A. The University Computer Security Incident Response Team was notified when the compromise was discovered. Technical staff then closed the labs involved and examined the computers and logs. VCU Police was informed and they conferred with the Richmond Police. The investigation is continuing to find the person who installed the malicious software in the labs. Under the new security standard for computer labs, users will have to authenticate in order to use the computers, which will ensure that the lab manager is able to identify anyone who attempts to install malware.
Q. If the security compromise was discovered in late January, why did you wait until February to notify the computer lab users?
A. We first needed to determine the nature of the compromise and its extent. Checking all the other computer labs took time, and we wanted to be sure we found all the computers that were affected. When we were certain that only the two labs were involved, it was decided to notify the entire VCU community since it was possible that computer users other than Chemistry and Biology students had used these labs.
Q. Who on campus should I notify if I think my identity has been stolen?
A. If you have evidence of identity theft, please contact the VCU Police at 827-0528 to file a police report. Also, see the above section on placing a fraud alert that is under "If Affected, What Should You Do?" Also see the section below on Identity Theft.
Q. Was my credit card or banking information exposed in these labs?
A. If you used these lab computers to make purchases with your credit card or do online banking, it is possible that your information has been exposed. You can check with your credit card or banking organization about steps you should take. Additional information is available on the Federal Trade Commission website.
Q. How can we be sure that this type of problem won't recur?
A. We have taken several steps to improve the security of computer labs including a method to prevent the installation of malicious software. The computer lab security standard mandates several security procedures that must be in place in these labs including user authentication, control of software installation, physical security and improved desktop management.
Q. When was the compromise discovered?
A. The first compromised computers were discovered on January 26, 2006. The second computer lab compromise was discovered February 2, 2006.
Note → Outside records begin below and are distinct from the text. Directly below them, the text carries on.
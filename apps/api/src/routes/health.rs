use axum::Json;
use serde_json::{json, Value};

/// GET /health
/// Returns a simple status object with service version.
pub async fn health_handler() -> Json<Value> {
    Json(json!({
        "status": "ok",
        "version": env!("CARGO_PKG_VERSION"),
        "service": "digest-api"
    }))
}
Q. Will putting a fraud alert on my credit bureau records interfere with the use of my credit card?
A. Your credit card transactions should not be affected by the fraud alert. The fraud alert provides you with notification if somebody tries to change the credit card limit on your account or attempts some other unusual activities.
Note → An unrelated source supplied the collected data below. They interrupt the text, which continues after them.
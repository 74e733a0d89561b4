use async_trait::async_trait;
use aws_sdk_s3::primitives::ByteStream;
use tracing::info;

use crate::errors::AppError;
use crate::models::paper::AiSummary;

/// Secondary copy of generated summaries outside the database.
#[async_trait]
pub trait SummaryArchive: Send + Sync {
    async fn archive(&self, arxiv_id: &str, summary: &AiSummary) -> Result<(), AppError>;
}

/// Object key for a paper's analysis; old-style ids (`hep-th/9901001`) are flattened.
pub fn archive_key(arxiv_id: &str) -> String {
    format!("llm_summarized/{}_analysis.json", arxiv_id.replace('/', "_"))
}

pub struct S3SummaryArchive {
    s3: aws_sdk_s3::Client,
    bucket: String,
}

impl S3SummaryArchive {
    pub fn new(s3: aws_sdk_s3::Client, bucket: String) -> Self {
        Self { s3, bucket }
    }
}

#[async_trait]
impl SummaryArchive for S3SummaryArchive {
    async fn archive(&self, arxiv_id: &str, summary: &AiSummary) -> Result<(), AppError> {
        let key = archive_key(arxiv_id);
        let body = serde_json::to_vec_pretty(summary).map_err(anyhow::Error::from)?;

        self.s3
            .put_object()
            .bucket(&self.bucket)
            .key(&key)
            .body(ByteStream::from(body))
            .content_type("application/json")
            .send()
            .await
            .map_err(|e| AppError::Storage(format!("S3 upload failed: {e}")))?;

        info!("Archived AI summary to s3://{}/{}", self.bucket, key);
        Ok(())
    }
}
Q. I am receiving messages from banks regarding security. Should I be opening these messages?
A. These messages are almost always fakes. They often use the name of an established company like Citibank or PayPal and ask you to click on a link to check on a "problem" with your account. This type of scam is called "phishing" and is meant to trick you into providing personal information. Do not ever click on the links in the email message or provide the information requested. If you think the request could be legitimate, call your bank or credit company to check. For more information about "phishing" see How Not to Get Hooked by a Phishing Scam.
Further Information
Identity Theft - Identity theft occurs when your personal information such as your name, Social Security Number, credit card number or other identifying information is used without your permission to commit fraud or other crimes.